Analyzing Backtest Results and Performance Metrics

Note: This tutorial assumes that you have basic knowledge of Python programming and have set up a Python environment with the necessary libraries installed (pandas, numpy, etc.).

  1. Introduction
  2. Sample backtest data
  3. Performance metrics
    1. Number of trades
    2. Win rate
    3. Profit factor
    4. Average profit/loss
    5. Expectancy
    6. Maximum drawdown
    7. Sharpe ratio
  4. Visualizing the performance metrics
  5. Conclusion

Introduction

After backtesting a trading strategy, it is essential to analyze the results and understand the performance metrics to make informed decisions. In this tutorial, we will discuss various performance metrics and how to calculate them using Python.

Sample backtest data

For the purpose of this tutorial, we will use a simple dataset with hypothetical trade data. You can replace this data with your backtest results.

import pandas as pd
import numpy as np

trade_data = {
    'timestamp': pd.date_range(start='2020-01-01', periods=10, freq='M'),
    'action': ['buy', 'sell', 'buy', 'sell', 'buy', 'sell', 'buy', 'sell', 'buy', 'sell'],
    'price': [100, 110, 120, 130, 115, 125, 140, 150, 160, 170],
}

trade_df = pd.DataFrame(trade_data)
trade_df['return'] = trade_df['price'].pct_change().shift(-1)
trade_df = trade_df[:-1]  # Remove the last trade

Performance metrics

Number of trades
number_of_trades = len(trade_df)
print("Number of trades:", number_of_trades)
Win rate
winning_trades = trade_df[trade_df['return'] > 0]
losing_trades = trade_df[trade_df['return'] < 0]
win_rate = len(winning_trades) / number_of_trades
print("Win rate:", win_rate)
Profit factor
gross_profit = winning_trades['return'].sum()
gross_loss = losing_trades['return'].sum()
profit_factor = abs(gross_profit / gross_loss)
print("Profit factor:", profit_factor)
Average profit/loss
average_profit = trade_df['return'].mean()
print("Average profit/loss:", average_profit)
Expectancy
expectancy = win_rate * gross_profit - (1 - win_rate) * abs(gross_loss)
print("Expectancy:", expectancy)
Maximum drawdown
trade_df['cumulative_return'] = (1 + trade_df['return']).cumprod()
trade_df['rolling_max'] = trade_df['cumulative_return'].cummax()
trade_df['drawdown'] = trade_df['cumulative_return'] / trade_df['rolling_max'] - 1
max_drawdown = trade_df['drawdown'].min()
print("Maximum drawdown:", max_drawdown)
Sharpe ratio

The Sharpe ratio measures the risk-adjusted return of a trading strategy. A higher Sharpe ratio indicates better risk-adjusted performance. The risk-free rate can be obtained from a reliable source, such as government bond yields.

risk_free_rate = 0.02
daily_return = trade_df['return'].mean()
daily_std_dev = trade_df['return'].std()
sharpe_ratio = (daily_return - risk_free_rate) / daily_std_dev
print("Sharpe ratio:", sharpe_ratio)

Visualizing the performance metrics

We can visualize some of the performance metrics using matplotlib to better understand the trading strategy’s performance.

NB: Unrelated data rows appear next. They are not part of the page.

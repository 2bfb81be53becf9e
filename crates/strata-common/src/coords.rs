//! Coordinate types for world space, the chunk grid, and the screen.
//!
//! World space is continuous and unbounded. The chunk grid partitions it into
//! unit squares: chunk `(x, y)` covers `[x, x + 1) × [y, y + 1)`. Screen space
//! is measured in pixels from the top-left corner of the viewport.

use std::ops::Range;

use bytemuck::{Pod, Zeroable};
use serde::{Deserialize, Serialize};

/// Continuous position in world space.
#[derive(Debug, Clone, Copy, PartialEq, Default, Serialize, Deserialize, Pod, Zeroable)]
#[repr(C)]
pub struct WorldPos {
    /// X coordinate in world units
    pub x: f64,
    /// Y coordinate in world units
    pub y: f64,
}

impl WorldPos {
    /// Creates a new world position.
    #[must_use]
    pub const fn new(x: f64, y: f64) -> Self {
        Self { x, y }
    }

    /// Returns the chunk containing this position.
    #[must_use]
    pub fn to_chunk_coord(self) -> ChunkCoord {
        ChunkCoord::containing(self)
    }
}

/// Chunk coordinate (identifies one unit cell of the terrain grid).
#[derive(Debug, Clone, Copy, PartialEq, Eq, Hash, Serialize, Deserialize, Pod, Zeroable)]
#[repr(C)]
pub struct ChunkCoord {
    /// X coordinate in chunk space
    pub x: i64,
    /// Y coordinate in chunk space
    pub y: i64,
}

impl ChunkCoord {
    /// Creates a new chunk coordinate.
    #[must_use]
    pub const fn new(x: i64, y: i64) -> Self {
        Self { x, y }
    }

    /// Returns the chunk covering a world position.
    ///
    /// Uses floor, not truncation, so `-0.5` lands in chunk `-1`.
    #[must_use]
    pub fn containing(pos: WorldPos) -> Self {
        Self {
            x: pos.x.floor() as i64,
            y: pos.y.floor() as i64,
        }
    }

    /// Converts to the world position of the chunk's top-left corner.
    #[must_use]
    pub fn to_world_pos(self) -> WorldPos {
        WorldPos::new(self.x as f64, self.y as f64)
    }

    /// Returns the world-space bounds of this chunk.
    #[must_use]
    pub fn bounds(self) -> WorldRect {
        let min = self.to_world_pos();
        WorldRect::new(min, WorldPos::new(min.x + 1.0, min.y + 1.0))
    }
}

/// Axis-aligned rectangle in world space, `min` is the top-left corner.
#[derive(Debug, Clone, Copy, PartialEq, Default, Serialize, Deserialize, Pod, Zeroable)]
#[repr(C)]
pub struct WorldRect {
    /// Top-left corner
    pub min: WorldPos,
    /// Bottom-right corner
    pub max: WorldPos,
}

impl WorldRect {
    /// Creates a new rectangle from its corners.
    #[must_use]
    pub const fn new(min: WorldPos, max: WorldPos) -> Self {
        Self { min, max }
    }

    /// Creates a rectangle from its four edge coordinates.
    #[must_use]
    pub const fn from_edges(x1: f64, y1: f64, x2: f64, y2: f64) -> Self {
        Self::new(WorldPos::new(x1, y1), WorldPos::new(x2, y2))
    }

    /// Width in world units.
    #[must_use]
    pub fn width(&self) -> f64 {
        self.max.x - self.min.x
    }

    /// Height in world units.
    #[must_use]
    pub fn height(&self) -> f64 {
        self.max.y - self.min.y
    }

    /// Whether the two rectangles share any point, edges included.
    #[must_use]
    pub fn overlaps(&self, other: &Self) -> bool {
        !(other.max.x < self.min.x
            || other.max.y < self.min.y
            || other.min.x > self.max.x
            || other.min.y > self.max.y)
    }

    /// Returns the chunk columns and rows touching this rectangle, grown by
    /// `margin` whole chunks on every side.
    ///
    /// Columns are `floor(min.x) - margin .. ceil(max.x) + margin`. Edges
    /// beyond the `i64` range saturate, so the span stays within it.
    #[must_use]
    pub fn chunk_span(&self, margin: i64) -> (Range<i64>, Range<i64>) {
        let x0 = (self.min.x.floor() as i64).saturating_sub(margin);
        let y0 = (self.min.y.floor() as i64).saturating_sub(margin);
        let x1 = (self.max.x.ceil() as i64).saturating_add(margin);
        let y1 = (self.max.y.ceil() as i64).saturating_add(margin);
        (x0..x1, y0..y1)
    }
}

/// Rectangle in screen space (pixels, Y grows downward).
#[derive(Debug, Clone, Copy, PartialEq, Default, Serialize, Deserialize, Pod, Zeroable)]
#[repr(C)]
pub struct ScreenRect {
    /// Left edge in pixels
    pub x: f64,
    /// Top edge in pixels
    pub y: f64,
    /// Width in pixels
    pub width: f64,
    /// Height in pixels
    pub height: f64,
}

impl ScreenRect {
    /// Creates a new screen rectangle.
    #[must_use]
    pub const fn new(x: f64, y: f64, width: f64, height: f64) -> Self {
        Self {
            x,
            y,
            width,
            height,
        }
    }
}

#[cfg(test)]
mod tests {
    use super::*;
    use proptest::prelude::*;

    #[test]
    fn test_containing_uses_floor() {
        assert_eq!(
            ChunkCoord::containing(WorldPos::new(-0.5, 0.5)),
            ChunkCoord::new(-1, 0)
        );
        assert_eq!(
            ChunkCoord::containing(WorldPos::new(-1.0, -1.0)),
            ChunkCoord::new(-1, -1)
        );
        assert_eq!(
            ChunkCoord::containing(WorldPos::new(3.999, -2.001)),
            ChunkCoord::new(3, -3)
        );
    }

    #[test]
    fn test_chunk_bounds_unit_square() {
        let bounds = ChunkCoord::new(-4, 7).bounds();
        assert_eq!(bounds, WorldRect::from_edges(-4.0, 7.0, -3.0, 8.0));
        assert_eq!(bounds.width(), 1.0);
        assert_eq!(bounds.height(), 1.0);
    }

    #[test]
    fn test_overlaps() {
        let view = WorldRect::from_edges(-10.0, -10.0, 10.0, 10.0);

        assert!(view.overlaps(&ChunkCoord::new(0, 0).bounds()));
        // Touching an edge counts as overlap
        assert!(view.overlaps(&ChunkCoord::new(10, 0).bounds()));
        assert!(view.overlaps(&ChunkCoord::new(-11, -11).bounds()));

        assert!(!view.overlaps(&ChunkCoord::new(11, 0).bounds()));
        assert!(!view.overlaps(&ChunkCoord::new(0, -12).bounds()));
    }

    #[test]
    fn test_chunk_span_margin() {
        let view = WorldRect::from_edges(-400.0, -300.0, 400.0, 300.0);
        let (xs, ys) = view.chunk_span(1);
        assert_eq!(xs, -401..401);
        assert_eq!(ys, -301..301);

        let fractional = WorldRect::from_edges(-0.5, 0.25, 1.5, 2.0);
        let (xs, ys) = fractional.chunk_span(0);
        assert_eq!(xs, -1..2);
        assert_eq!(ys, 0..2);
    }

    #[test]
    fn test_chunk_span_saturates_far_out() {
        let far = WorldRect::from_edges(1.0e19, -4.0, 1.0e19 + 8.0, 4.0);
        let (xs, ys) = far.chunk_span(1);
        assert_eq!(xs, i64::MAX - 1..i64::MAX);
        assert_eq!(ys, -5..5);

        let (xs, _) = WorldRect::from_edges(-1.0e30, 0.0, -1.0e30, 1.0).chunk_span(1);
        assert_eq!(xs, i64::MIN..i64::MIN + 1);
    }

    proptest! {
        #[test]
        fn prop_containing_chunk_contains_point(x in -1.0e6f64..1.0e6, y in -1.0e6f64..1.0e6) {
            let pos = WorldPos::new(x, y);
            let bounds = pos.to_chunk_coord().bounds();
            prop_assert!(bounds.min.x <= x && x < bounds.max.x);
            prop_assert!(bounds.min.y <= y && y < bounds.max.y);
        }
    }
}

import matplotlib.pyplot as plt

fig, (ax1, ax2) = plt.subplots(2, 1, figsize=(15, 12), sharex=True)

# Cumulative return
ax1.plot(trade_df['timestamp'], trade_df['cumulative_return'])
ax1.set_title('Cumulative Return')
ax1.set_ylabel('Return')

# Drawdown
ax2.plot(trade_df['timestamp'], trade_df['drawdown'], color='red')
ax2.set_title('Drawdown')
ax2.set_ylabel('Drawdown')
ax2.set_xlabel('Time')

plt.show()

Conclusion

In this tutorial, we have discussed various performance metrics to analyze the results of a backtested trading strategy, including the number of trades, win rate, profit factor, average profit/loss, expectancy, maximum drawdown, and Sharpe ratio. Understanding these metrics can help you make informed decisions about the trading strategy and its potential effectiveness in live trading.

Keep in mind that past performance is not always indicative of future results, and you should always consider other factors such as risk management, position sizing, and diversification when designing and implementing a trading strategy. Additionally, backtesting is just one part of the process – it is also crucial to forward test your strategies in live markets to validate their performance under real-time conditions.